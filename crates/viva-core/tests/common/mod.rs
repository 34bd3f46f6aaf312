#![allow(dead_code)]

use chrono::{DateTime, Utc};
use std::sync::atomic::{AtomicUsize, Ordering};
use std::sync::Arc;
use viva_core::engine::{EvaluationPipeline, PipelinePolicy};
use viva_core::lifecycle::LifecycleManager;
use viva_core::model::{
    Action, Actor, Candidate, EvaluationState, InterviewSession, Question, Response, Role,
    SessionStatus,
};
use viva_core::providers::llm::{FakeClient, LlmClient};
use viva_core::providers::transcription::{FakeTranscriber, Transcriber};
use viva_core::scoring::Scorer;
use viva_core::storage::{EntityStore, Store};
use viva_core::{InterviewError, Result};

pub const GOOD_REPLY: &str = "Score: 8\nJustification: Clear and correct.";

pub fn memory_store() -> Store {
    let s = Store::memory().expect("memory store");
    s.init_schema().expect("schema");
    s
}

pub struct Fixture {
    pub store: Arc<dyn EntityStore>,
    pub lifecycle: LifecycleManager,
    pub candidate: Candidate,
    pub questions: Vec<Question>,
    pub session: InterviewSession,
    pub responses: Vec<Response>,
}

/// Candidate with a session in `completed` holding one answer per question.
pub fn completed_session(store: Arc<dyn EntityStore>, answers: usize) -> Fixture {
    let lifecycle = LifecycleManager::new(store.clone());
    let candidate = store
        .create_candidate("candidate-a", Role::Candidate)
        .expect("candidate");
    let questions: Vec<Question> = (1..=answers)
        .map(|i| {
            store
                .create_question(&format!("Question {}?", i), "Rust", "admin")
                .expect("question")
        })
        .collect();

    let session = lifecycle.start_session(&candidate.id, "Rust").expect("start");
    lifecycle.join(&session.id, &candidate.id).expect("join");
    let responses = questions
        .iter()
        .enumerate()
        .map(|(i, q)| {
            lifecycle
                .submit_response(&session.id, &candidate.id, &q.id, &audio_ref(i + 1))
                .expect("submit")
        })
        .collect();
    let session = lifecycle
        .transition_session(&session.id, &Actor::Operator, Action::Complete)
        .expect("complete");

    Fixture {
        store,
        lifecycle,
        candidate,
        questions,
        session,
        responses,
    }
}

pub fn audio_ref(n: usize) -> String {
    format!("/uploads/audio/answer_{}.webm", n)
}

/// Transcript produced by `FakeTranscriber` for an unscripted reference.
pub fn default_transcript(n: usize) -> String {
    format!("answer for {}", audio_ref(n))
}

pub fn pipeline(
    lifecycle: &LifecycleManager,
    transcriber: Arc<dyn Transcriber>,
    client: Arc<dyn LlmClient>,
    policy: PipelinePolicy,
) -> EvaluationPipeline {
    EvaluationPipeline::new(lifecycle.clone(), transcriber, Scorer::new(client), policy)
}

pub fn fakes() -> (Arc<FakeTranscriber>, Arc<FakeClient>) {
    (
        Arc::new(FakeTranscriber::new()),
        Arc::new(FakeClient::new(GOOD_REPLY)),
    )
}

pub fn assert_no_partial_state(responses: &[Response]) {
    for r in responses {
        let e = &r.evaluation;
        assert_eq!(
            e.score().is_some(),
            e.justification().is_some(),
            "score and justification must travel together ({})",
            r.id
        );
        if e.score().is_some() {
            assert!(e.transcription().is_some());
        }
    }
}

/// Delegating store that counts write calls.
pub struct CountingStore {
    pub inner: Store,
    pub writes: AtomicUsize,
}

impl CountingStore {
    pub fn new(inner: Store) -> Self {
        Self {
            inner,
            writes: AtomicUsize::new(0),
        }
    }

    pub fn writes(&self) -> usize {
        self.writes.load(Ordering::SeqCst)
    }

    fn write(&self) {
        self.writes.fetch_add(1, Ordering::SeqCst);
    }
}

/// Delegating store whose `completed -> evaluated` update loses the
/// optimistic race `conflicts` times before succeeding.
pub struct ConflictingStore {
    pub inner: Store,
    pub conflicts: AtomicUsize,
}

impl ConflictingStore {
    pub fn new(inner: Store, conflicts: usize) -> Self {
        Self {
            inner,
            conflicts: AtomicUsize::new(conflicts),
        }
    }
}

macro_rules! delegate_reads {
    () => {
        fn find_candidate(&self, id: &str) -> Result<Option<Candidate>> {
            self.inner.find_candidate(id)
        }
        fn list_candidates(&self) -> Result<Vec<Candidate>> {
            self.inner.list_candidates()
        }
        fn find_question(&self, id: &str) -> Result<Option<Question>> {
            self.inner.find_question(id)
        }
        fn list_tech_stacks(&self) -> Result<Vec<String>> {
            self.inner.list_tech_stacks()
        }
        fn questions_for_stack(&self, tech_stack: &str) -> Result<Vec<Question>> {
            self.inner.questions_for_stack(tech_stack)
        }
        fn find_session(&self, id: &str) -> Result<Option<InterviewSession>> {
            self.inner.find_session(id)
        }
        fn find_active_session(&self, candidate_id: &str) -> Result<Option<InterviewSession>> {
            self.inner.find_active_session(candidate_id)
        }
        fn list_sessions(&self, status: Option<SessionStatus>) -> Result<Vec<InterviewSession>> {
            self.inner.list_sessions(status)
        }
        fn find_responses(&self, session_id: &str) -> Result<Vec<Response>> {
            self.inner.find_responses(session_id)
        }
    };
}

impl EntityStore for CountingStore {
    delegate_reads!();

    fn create_candidate(&self, username: &str, role: Role) -> Result<Candidate> {
        self.write();
        self.inner.create_candidate(username, role)
    }
    fn create_question(&self, text: &str, tech_stack: &str, created_by: &str) -> Result<Question> {
        self.write();
        self.inner.create_question(text, tech_stack, created_by)
    }
    fn create_session(
        &self,
        candidate_id: &str,
        tech_stack: &str,
        started_at: DateTime<Utc>,
    ) -> Result<InterviewSession> {
        self.write();
        self.inner.create_session(candidate_id, tech_stack, started_at)
    }
    fn update_session_status(
        &self,
        id: &str,
        expected: SessionStatus,
        next: SessionStatus,
        ended_at: Option<DateTime<Utc>>,
    ) -> Result<()> {
        self.write();
        self.inner.update_session_status(id, expected, next, ended_at)
    }
    fn create_response(&self, session_id: &str, question_id: &str, audio_path: &str) -> Result<Response> {
        self.write();
        self.inner.create_response(session_id, question_id, audio_path)
    }
    fn update_response_evaluation(&self, id: &str, evaluation: &EvaluationState) -> Result<()> {
        self.write();
        self.inner.update_response_evaluation(id, evaluation)
    }
}

impl EntityStore for ConflictingStore {
    delegate_reads!();

    fn create_candidate(&self, username: &str, role: Role) -> Result<Candidate> {
        self.inner.create_candidate(username, role)
    }
    fn create_question(&self, text: &str, tech_stack: &str, created_by: &str) -> Result<Question> {
        self.inner.create_question(text, tech_stack, created_by)
    }
    fn create_session(
        &self,
        candidate_id: &str,
        tech_stack: &str,
        started_at: DateTime<Utc>,
    ) -> Result<InterviewSession> {
        self.inner.create_session(candidate_id, tech_stack, started_at)
    }
    fn update_session_status(
        &self,
        id: &str,
        expected: SessionStatus,
        next: SessionStatus,
        ended_at: Option<DateTime<Utc>>,
    ) -> Result<()> {
        if next == SessionStatus::Evaluated {
            let left = self.conflicts.load(Ordering::SeqCst);
            if left > 0 {
                self.conflicts.store(left - 1, Ordering::SeqCst);
                return Err(InterviewError::Conflict {
                    session_id: id.to_string(),
                    expected,
                });
            }
        }
        self.inner.update_session_status(id, expected, next, ended_at)
    }
    fn create_response(&self, session_id: &str, question_id: &str, audio_path: &str) -> Result<Response> {
        self.inner.create_response(session_id, question_id, audio_path)
    }
    fn update_response_evaluation(&self, id: &str, evaluation: &EvaluationState) -> Result<()> {
        self.inner.update_response_evaluation(id, evaluation)
    }
}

┄┄┄┄┄┄┄┄┄┄┄┄┄┄┄┄┄┄┄┄

Each line of the data must be set down again as it is.

filename crates/viva-core/tests/common/mod.rs
repository 34bd3f46f6aaf312
#![allow(dead_code)]

use chrono::{DateTime, Utc};
use std::sync::atomic::{AtomicUsize, Ordering};
use std::sync::Arc;
use viva_core::engine::{EvaluationPipeline, PipelinePolicy};
use viva_core::lifecycle::LifecycleManager;
use viva_core::model::{
    Action, Actor, Candidate, EvaluationState, InterviewSession, Question, Response, Role,
    SessionStatus,
};
use viva_core::providers::llm::{FakeClient, LlmClient};
use viva_core::providers::transcription::{FakeTranscriber, Transcriber};
use viva_core::scoring::Scorer;
use viva_core::storage::{EntityStore, Store};
use viva_core::{InterviewError, Result};

pub const GOOD_REPLY: &str = "Score: 8\nJustification: Clear and correct.";

pub fn memory_store() -> Store {
    let s = Store::memory().expect("memory store");
    s.init_schema().expect("schema");
    s
}

pub struct Fixture {
    pub store: Arc<dyn EntityStore>,
    pub lifecycle: LifecycleManager,
    pub candidate: Candidate,
    pub questions: Vec<Question>,
    pub session: InterviewSession,
    pub responses: Vec<Response>,
}

/// Candidate with a session in `completed` holding one answer per question.
pub fn completed_session(store: Arc<dyn EntityStore>, answers: usize) -> Fixture {
    let lifecycle = LifecycleManager::new(store.clone());
    let candidate = store
        .create_candidate("candidate-a", Role::Candidate)
        .expect("candidate");
    let questions: Vec<Question> = (1..=answers)
        .map(|i| {
            store
                .create_question(&format!("Question {}?", i), "Rust", "admin")
                .expect("question")
        })
        .collect();

    let session = lifecycle.start_session(&candidate.id, "Rust").expect("start");
    lifecycle.join(&session.id, &candidate.id).expect("join");
    let responses = questions
        .iter()
        .enumerate()
        .map(|(i, q)| {
            lifecycle
                .submit_response(&session.id, &candidate.id, &q.id, &audio_ref(i + 1))
                .expect("submit")
        })
        .collect();
    let session = lifecycle
        .transition_session(&session.id, &Actor::Operator, Action::Complete)
        .expect("complete");

    Fixture {
        store,
        lifecycle,
        candidate,
        questions,
        session,
        responses,
    }
}

pub fn audio_ref(n: usize) -> String {
    format!("/uploads/audio/answer_{}.webm", n)
}

/// Transcript produced by `FakeTranscriber` for an unscripted reference.
pub fn default_transcript(n: usize) -> String {
    format!("answer for {}", audio_ref(n))
}

pub fn pipeline(
    lifecycle: &LifecycleManager,
    transcriber: Arc<dyn Transcriber>,
    client: Arc<dyn LlmClient>,
    policy: PipelinePolicy,
) -> EvaluationPipeline {
    EvaluationPipeline::new(lifecycle.clone(), transcriber, Scorer::new(client), policy)
}

pub fn fakes() -> (Arc<FakeTranscriber>, Arc<FakeClient>) {
    (
        Arc::new(FakeTranscriber::new()),
        Arc::new(FakeClient::new(GOOD_REPLY)),
    )
}

pub fn assert_no_partial_state(responses: &[Response]) {
    for r in responses {
        let e = &r.evaluation;
        assert_eq!(
            e.score().is_some(),
            e.justification().is_some(),
            "score and justification must travel together ({})",
            r.id
        );
        if e.score().is_some() {
            assert!(e.transcription().is_some());
        }
    }
}

/// Delegating store that counts write calls.
pub struct CountingStore {
    pub inner: Store,
    pub writes: AtomicUsize,
}

impl CountingStore {
    pub fn new(inner: Store) -> Self {
        Self {
            inner,
            writes: AtomicUsize::new(0),
        }
    }

    pub fn writes(&self) -> usize {
        self.writes.load(Ordering::SeqCst)
    }

    fn write(&self) {
        self.writes.fetch_add(1, Ordering::SeqCst);
    }
}

/// Delegating store whose `completed -> evaluated` update loses the
/// optimistic race `conflicts` times before succeeding.
pub struct ConflictingStore {
    pub inner: Store,
    pub conflicts: AtomicUsize,
}

impl ConflictingStore {
    pub fn new(inner: Store, conflicts: usize) -> Self {
        Self {
            inner,
            conflicts: AtomicUsize::new(conflicts),
        }
    }
}

macro_rules! delegate_reads {
    () => {
        fn find_candidate(&self, id: &str) -> Result<Option<Candidate>> {
            self.inner.find_candidate(id)
        }
        fn list_candidates(&self) -> Result<Vec<Candidate>> {
            self.inner.list_candidates()
        }
        fn find_question(&self, id: &str) -> Result<Option<Question>> {
            self.inner.find_question(id)
        }
        fn list_tech_stacks(&self) -> Result<Vec<String>> {
            self.inner.list_tech_stacks()
        }
        fn questions_for_stack(&self, tech_stack: &str) -> Result<Vec<Question>> {
            self.inner.questions_for_stack(tech_stack)
        }
        fn find_session(&self, id: &str) -> Result<Option<InterviewSession>> {
            self.inner.find_session(id)
        }
        fn find_active_session(&self, candidate_id: &str) -> Result<Option<InterviewSession>> {
            self.inner.find_active_session(candidate_id)
        }
        fn list_sessions(&self, status: Option<SessionStatus>) -> Result<Vec<InterviewSession>> {
            self.inner.list_sessions(status)
        }
        fn find_responses(&self, session_id: &str) -> Result<Vec<Response>> {
            self.inner.find_responses(session_id)
        }
    };
}

impl EntityStore for CountingStore {
    delegate_reads!();

    fn create_candidate(&self, username: &str, role: Role) -> Result<Candidate> {
        self.write();
        self.inner.create_candidate(username, role)
    }
    fn create_question(&self, text: &str, tech_stack: &str, created_by: &str) -> Result<Question> {
        self.write();
        self.inner.create_question(text, tech_stack, created_by)
    }
    fn create_session(
        &self,
        candidate_id: &str,
        tech_stack: &str,
        started_at: DateTime<Utc>,
    ) -> Result<InterviewSession> {
        self.write();
        self.inner.create_session(candidate_id, tech_stack, started_at)
    }
    fn update_session_status(
        &self,
        id: &str,
        expected: SessionStatus,
        next: SessionStatus,
        ended_at: Option<DateTime<Utc>>,
    ) -> Result<()> {
        self.write();
        self.inner.update_session_status(id, expected, next, ended_at)
    }
    fn create_response(&self, session_id: &str, question_id: &str, audio_path: &str) -> Result<Response> {
        self.write();
        self.inner.create_response(session_id, question_id, audio_path)
    }
    fn update_response_evaluation(&self, id: &str, evaluation: &EvaluationState) -> Result<()> {
        self.write();
        self.inner.update_response_evaluation(id, evaluation)
    }
}

impl EntityStore for ConflictingStore {
    delegate_reads!();

    fn create_candidate(&self, username: &str, role: Role) -> Result<Candidate> {
        self.inner.create_candidate(username, role)
    }
    fn create_question(&self, text: &str, tech_stack: &str, created_by: &str) -> Result<Question> {
        self.inner.create_question(text, tech_stack, created_by)
    }
    fn create_session(
        &self,
        candidate_id: &str,
        tech_stack: &str,
        started_at: DateTime<Utc>,
    ) -> Result<InterviewSession> {
        self.inner.create_session(candidate_id, tech_stack, started_at)
    }
    fn update_session_status(
        &self,
        id: &str,
        expected: SessionStatus,
        next: SessionStatus,
        ended_at: Option<DateTime<Utc>>,
    ) -> Result<()> {
        if next == SessionStatus::Evaluated {
            let left = self.conflicts.load(Ordering::SeqCst);
            if left > 0 {
                self.conflicts.store(left - 1, Ordering::SeqCst);
                return Err(InterviewError::Conflict {
                    session_id: id.to_string(),
                    expected,
                });
            }
        }
        self.inner.update_session_status(id, expected, next, ended_at)
    }
    fn create_response(&self, session_id: &str, question_id: &str, audio_path: &str) -> Result<Response> {
        self.inner.create_response(session_id, question_id, audio_path)
    }
    fn update_response_evaluation(&self, id: &str, evaluation: &EvaluationState) -> Result<()> {
        self.inner.update_response_evaluation(id, evaluation)
    }
}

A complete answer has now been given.